It is the first month of school and even after fifteen years of this routine, September still feels like the actual New Year for those of us who teach. I am decidedly a full-on adult at thirty-two and my back to school outfit is a thick coat of fear. It does not escape me, the funny fact that I am asking my high school students to amp up their bravery while I am shaking in my boots. Most of these young people do not consider themselves writers, and conveniently forget they signed up for the creative writing elective in the first place.
The class is called, to the point, Poetry & Activism. I teach creativity, which allows me to facilitate beyond the strictures of tests, and my grades are based on a scale of are you awake and how much do you care? In order to get to the gut of what makes us tick, what turns up our heat, what makes us want to care about each other, about the world, about life outside of the Internet, I know we have to redefine the classroom space. This takes time. Public school is an emotional landmine. It takes a slow heart and a steady patience to gently lead into a space of guided vulnerability.
I’ve been teaching a long time. I want to fast forward the process this round. I am impatient. I want to get to that good spot quick, I don’t always want to do the necessary work. I press the go button early on, asking my students to draw a cross in their notebook and write in each quadrant: safe, not safe, brave, not brave. Dear students, what makes you feel unsafe? I ask them to write a list under each heading. The lists are real, but not yet vulnerable— a vague New York City fear dump — heavy but still ethereal and distanced, untethered to any personal truth: weapons, street harassment, bullying, jerks. No details or stories, nothing to rattle up a specific pain or incriminate them in the act of not belonging.
The next day we write a new prompt on safety: what is a classroom experience where you felt safe, and why?
The most popular response I encounter reads, when a teacher actually, really cares about who I am and my stories. It is going to be a long year, but I am relieved. I really, actually care so I might be in the clear. The students start to respond to my cheesy jokes, a few familiar faces pepper the room. Sometimes I slip out a few accidental curses aimed at injustice when our class enters a heated conversation, and the students have stopped blinking at this. I’m an artist. They get it. Most of the time, they are still not impressed by what I’d like to consider my coolness. They know they’re the masters of new slang, holding the baton of cool and waving it above my head, laughing when I ask, what does in my bag mean? A small tingle is in the air. There are some details in the pages beginning to emerge slowly, lightly, the way color seeps nearly invisibly into the season’s leaves. We are going to get somewhere.

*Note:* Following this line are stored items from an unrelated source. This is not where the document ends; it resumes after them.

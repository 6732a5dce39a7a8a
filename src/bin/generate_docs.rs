//! Documentation generator CLI
//!
//! Loads a profile crate, renders its documentation through a markdown
//! template and writes the result next to the profile (or wherever
//! requested).

use std::fs;
use std::path::{Path, PathBuf};

use clap::Parser;

use rocrate_profile_tools::{
    current_branch, generate_docs, load_document, DocInputs, EntityGraph, ProfileError, RuleSet,
};

const DEFAULT_PROFILE: &str = "profiles/ro-crate/profile-crate/ro-crate-metadata.json";
const DEFAULT_TEMPLATE: &str = "profiles/ro-crate/profile-text.md";
const DEFAULT_OUTPUT_NAME: &str = "profile-documentation.md";

#[derive(Parser)]
#[command(name = "rocrate-profile-docs")]
#[command(about = "Generate documentation from an RO-Crate profile crate")]
#[command(version)]
struct Cli {
    /// Path or URL of the profile crate metadata
    #[arg(default_value = DEFAULT_PROFILE)]
    profile: String,

    /// Path of the markdown template
    #[arg(default_value = DEFAULT_TEMPLATE)]
    template: PathBuf,

    /// Output file (default: profile-documentation.md next to the profile)
    output: Option<PathBuf>,
}

/// Default output location: same directory as the profile
fn default_output(profile: &str) -> PathBuf {
    if rocrate_profile_tools::is_url(profile) {
        return PathBuf::from(DEFAULT_OUTPUT_NAME);
    }
    Path::new(profile)
        .parent()
        .map(|dir| dir.join(DEFAULT_OUTPUT_NAME))
        .unwrap_or_else(|| PathBuf::from(DEFAULT_OUTPUT_NAME))
}

fn run(cli: Cli) -> Result<(), ProfileError> {
    let doc = load_document(&cli.profile)?;
    let graph = EntityGraph::from_document(&doc)?;
    let rules = RuleSet::parse(&graph);

    eprintln!("Reading template from: {}", cli.template.display());
    let template = fs::read_to_string(&cli.template).map_err(|e| ProfileError::LoadError {
        path: cli.template.display().to_string(),
        reason: e.to_string(),
    })?;

    let branch = current_branch();
    let rendered = generate_docs(
        &graph,
        &rules,
        &DocInputs {
            template: &template,
            template_path: &cli.template.display().to_string(),
            profile_path: &cli.profile,
            branch: &branch,
        },
    )?;

    let output = cli
        .output
        .clone()
        .unwrap_or_else(|| default_output(&cli.profile));
    if let Some(parent) = output.parent() {
        if !parent.as_os_str().is_empty() {
            fs::create_dir_all(parent)?;
        }
    }
    fs::write(&output, rendered)?;
    eprintln!("Documentation generated successfully: {}", output.display());
    Ok(())
}

fn main() {
    let cli = Cli::try_parse().unwrap_or_else(|e| {
        let _ = e.print();
        std::process::exit(1);
    });

    if let Err(e) = run(cli) {
        eprintln!("Error generating documentation: {}", e);
        std::process::exit(1);
    }
}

So, what am I actually afraid of? I ask this question to the cursor blinking on the computer screen. Annie Dillard said one must write like an orphan. In my case, I must write as if I am not a teacher. Technically, I am a Writer in Residence now, the fancy title that underscores my identity as an artist. This suggests there is value in my ability to balance the world of education and my own writing, my creatively lived experience beyond the classroom. But we’ve all heard stories that frighten us, and the one I keep in mind is the cautionary tale of a full-time high school teacher with the Department of Education who had been, though couched in less direct terms, fired from teaching high school for publishing an essay about her younger days as a sex worker. Her story follows me down the hallways, taps on my shoulder while I’m writing, remember me, I’m still scary, and I’m still possible.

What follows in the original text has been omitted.